Publication Year: 1999.

Mt. Alverstone, West Face, Pugilist at Rest and The Wilford Couloir. In May, Barry Blanchard and I set out to climb the west face of Mt. Alverstone. After flying in with Gulf Air to the Hubbard Glacier, we set up Base Camp. A few days later (approximately May 10), we started up Alverstone. The climbing turned out to be a little less technical than we’d hoped for. We established a bivy approximately 2,500 feet up the climb. The next day we followed a gully system up to the summit ridge, where we encountered a whiteout. We pushed a few hundred feet more along the summit ridge, then turned back in poor conditions. We had climbed the face, but had not continued to the summit.

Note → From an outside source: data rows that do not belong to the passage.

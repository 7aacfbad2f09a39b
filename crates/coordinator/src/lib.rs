use std::{
    collections::HashMap,
    future::Future,
    sync::{Arc, Mutex as StdMutex, MutexGuard},
    time::Duration,
};

use thiserror::Error;
use tokio::sync::{Mutex, OwnedMutexGuard};
use tracing::{error, info, warn};

use chat::{ChannelMirror, ChatError, Command};
use drive::{SheetListing, SheetMirror, StorageError};
use registry::Registry;
use shared::{
    domain::{ChannelRef, PartyConfig, Puzzle, PuzzleStatus},
    error::RegistryError,
    slug::Slug,
};

/// How many times a provisioning side is attempted before the puzzle is
/// declared broken.
const PROVISION_ATTEMPTS: u32 = 3;
const RETRY_BASE_DELAY: Duration = Duration::from_millis(250);
/// Upper bound on archived-slug disambiguation before giving up.
const MAX_DISAMBIGUATION: u32 = 50;
/// The running-gag channel whose name tracks the team's shrinking party.
const PARTY_CHANNEL_PREFIX: &str = "party-of";

/// Result of a user command that did not succeed. `Registry` and `NotReady`
/// are state errors surfaced verbatim; `ChatSide`/`StorageSide` carry the
/// offending side so a human knows where to intervene. Transient failures
/// never reach this type: they are retried internally and only show up here
/// once the retry budget is spent.
#[derive(Debug, Error)]
pub enum CommandError {
    #[error(transparent)]
    Registry(#[from] RegistryError),

    #[error("puzzle '{slug}' is still being provisioned")]
    NotReady { slug: Slug },

    #[error("chat side failed for puzzle '{slug}': {reason}")]
    ChatSide { slug: Slug, reason: String },

    #[error("storage side failed for puzzle '{slug}': {reason}")]
    StorageSide { slug: Slug, reason: String },
}

trait Transient {
    fn is_transient(&self) -> bool;
}

impl Transient for ChatError {
    fn is_transient(&self) -> bool {
        ChatError::is_transient(self)
    }
}

impl Transient for StorageError {
    fn is_transient(&self) -> bool {
        StorageError::is_transient(self)
    }
}

/// The orchestration state machine. Receives parsed commands, consults and
/// updates the registry, and issues paired operations to the chat and
/// storage adapters, absorbing partial failure of either side.
///
/// Commands for the same slug are serialized through a per-slug lock (fair,
/// so submission order is preserved); commands for distinct slugs run in
/// parallel. No lock spans unrelated puzzles' external calls.
pub struct Coordinator {
    registry: Registry,
    channels: ChannelMirror,
    sheets: SheetMirror,
    party: PartyConfig,
    locks: StdMutex<HashMap<Slug, Arc<Mutex<()>>>>,
}

/// Holds one slug's command lock. Dropping it releases the lock and prunes
/// the map entry when no other command is queued on the same slug, so the
/// map does not accumulate entries for every slug a user ever typed.
struct SlugGuard<'a> {
    locks: &'a StdMutex<HashMap<Slug, Arc<Mutex<()>>>>,
    slug: Slug,
    lock: Arc<Mutex<()>>,
    guard: Option<OwnedMutexGuard<()>>,
}

impl Drop for SlugGuard<'_> {
    fn drop(&mut self) {
        self.guard.take();
        let mut locks = lock_map(self.locks);
        // Two strong counts are the map entry plus this guard's clone; a
        // queued command would hold a third.
        if Arc::strong_count(&self.lock) == 2 {
            locks.remove(&self.slug);
        }
    }
}

fn lock_map<'a>(
    locks: &'a StdMutex<HashMap<Slug, Arc<Mutex<()>>>>,
) -> MutexGuard<'a, HashMap<Slug, Arc<Mutex<()>>>> {
    locks
        .lock()
        .unwrap_or_else(|poisoned| poisoned.into_inner())
}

A week later, we set out for a rock pillar on a ridge line that comes off the northwest side of Alverstone. The pillar looks somewhat like the Gervasutti Pillar in France. We started up the obvious main corner/buttress system and found excellent rock and mixed conditions. At mid-height, we bivied. The next day, we started with hard rock and mixed ground, then the terrain turned more mixed than ice. At the summit, weather conditions worsened and we descended in high winds to an open bivy at the base of the climb. We called the route Pugilist at Rest (5.10 A3 M5, 3,000').

A week later, we went back to this same formation, which we called “Point Blanchard,” and climbed the couloir just to the left of our previous climb. This line was a bit easier but had excellent Grade V water ice in it. We managed this climb, the Wilford Couloir (5.9 M4 WI5, 2,700') in one push. Generally, the rock was good in this area.